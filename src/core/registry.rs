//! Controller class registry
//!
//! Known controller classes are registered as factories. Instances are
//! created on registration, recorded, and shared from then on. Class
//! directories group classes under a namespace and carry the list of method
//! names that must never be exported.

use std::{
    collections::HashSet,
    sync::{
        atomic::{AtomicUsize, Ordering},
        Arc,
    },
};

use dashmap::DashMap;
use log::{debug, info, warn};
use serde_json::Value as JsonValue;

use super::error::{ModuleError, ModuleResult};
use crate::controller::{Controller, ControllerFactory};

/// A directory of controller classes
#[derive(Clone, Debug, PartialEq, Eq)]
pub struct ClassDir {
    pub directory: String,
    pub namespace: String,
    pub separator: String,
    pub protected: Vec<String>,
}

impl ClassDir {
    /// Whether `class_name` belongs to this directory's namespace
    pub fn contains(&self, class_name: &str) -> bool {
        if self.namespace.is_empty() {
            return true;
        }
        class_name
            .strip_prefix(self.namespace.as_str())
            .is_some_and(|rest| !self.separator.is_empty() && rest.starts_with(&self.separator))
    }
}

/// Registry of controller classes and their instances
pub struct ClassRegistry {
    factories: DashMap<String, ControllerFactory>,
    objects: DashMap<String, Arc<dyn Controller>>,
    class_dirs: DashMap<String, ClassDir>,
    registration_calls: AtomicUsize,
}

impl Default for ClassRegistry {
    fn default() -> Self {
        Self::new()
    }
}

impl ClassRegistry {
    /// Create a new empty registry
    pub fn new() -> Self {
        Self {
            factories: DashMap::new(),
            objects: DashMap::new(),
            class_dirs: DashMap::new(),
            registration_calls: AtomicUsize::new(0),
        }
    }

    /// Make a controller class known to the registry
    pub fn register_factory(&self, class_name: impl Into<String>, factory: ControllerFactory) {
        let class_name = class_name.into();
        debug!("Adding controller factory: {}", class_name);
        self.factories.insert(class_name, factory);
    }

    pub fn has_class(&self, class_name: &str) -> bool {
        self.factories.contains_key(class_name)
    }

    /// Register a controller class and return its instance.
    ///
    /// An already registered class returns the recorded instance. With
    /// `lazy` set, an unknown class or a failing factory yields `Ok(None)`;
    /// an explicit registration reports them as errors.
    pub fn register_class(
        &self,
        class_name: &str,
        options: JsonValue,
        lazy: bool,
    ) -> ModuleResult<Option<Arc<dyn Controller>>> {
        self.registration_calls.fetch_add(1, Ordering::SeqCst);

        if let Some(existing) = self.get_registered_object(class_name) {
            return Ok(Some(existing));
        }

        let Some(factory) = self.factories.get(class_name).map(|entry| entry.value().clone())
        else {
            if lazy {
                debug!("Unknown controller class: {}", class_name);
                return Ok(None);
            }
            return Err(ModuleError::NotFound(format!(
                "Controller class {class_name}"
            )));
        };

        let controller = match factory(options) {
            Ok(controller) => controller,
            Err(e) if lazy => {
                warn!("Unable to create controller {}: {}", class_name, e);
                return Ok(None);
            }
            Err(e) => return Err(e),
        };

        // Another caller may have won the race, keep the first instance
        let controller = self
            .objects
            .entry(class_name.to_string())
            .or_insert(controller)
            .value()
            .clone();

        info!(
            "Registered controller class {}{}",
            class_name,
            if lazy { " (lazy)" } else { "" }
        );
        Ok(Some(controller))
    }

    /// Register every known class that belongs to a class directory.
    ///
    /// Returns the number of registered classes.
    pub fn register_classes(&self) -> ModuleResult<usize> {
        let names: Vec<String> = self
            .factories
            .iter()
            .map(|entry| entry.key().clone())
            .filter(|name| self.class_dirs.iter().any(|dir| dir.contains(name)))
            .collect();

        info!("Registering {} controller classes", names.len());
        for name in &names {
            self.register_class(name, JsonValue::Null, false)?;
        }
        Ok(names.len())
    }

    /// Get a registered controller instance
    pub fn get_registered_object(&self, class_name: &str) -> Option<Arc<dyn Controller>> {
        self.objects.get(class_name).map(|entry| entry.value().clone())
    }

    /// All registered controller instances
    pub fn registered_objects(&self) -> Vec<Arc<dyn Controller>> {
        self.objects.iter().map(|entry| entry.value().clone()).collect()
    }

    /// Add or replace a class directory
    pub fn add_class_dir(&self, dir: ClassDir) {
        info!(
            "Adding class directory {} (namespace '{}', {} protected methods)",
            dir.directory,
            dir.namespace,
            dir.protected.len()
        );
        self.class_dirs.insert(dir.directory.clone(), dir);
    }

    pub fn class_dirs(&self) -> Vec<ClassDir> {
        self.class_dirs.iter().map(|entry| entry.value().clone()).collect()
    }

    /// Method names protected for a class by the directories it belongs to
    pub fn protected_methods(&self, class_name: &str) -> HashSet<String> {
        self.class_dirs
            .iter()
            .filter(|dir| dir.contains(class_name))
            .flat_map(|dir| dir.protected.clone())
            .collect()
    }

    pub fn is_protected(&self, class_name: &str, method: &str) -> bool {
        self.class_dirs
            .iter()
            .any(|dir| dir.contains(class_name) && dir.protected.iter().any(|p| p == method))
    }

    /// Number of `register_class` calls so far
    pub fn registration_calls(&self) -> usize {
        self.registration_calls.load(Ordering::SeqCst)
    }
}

■ **WHAT THE TASK ASKS**
Across the whole listing above, tally each line where the string "DashMap" occurs, and give the number and nothing more.

■ **EXERCISE ANSWER**
7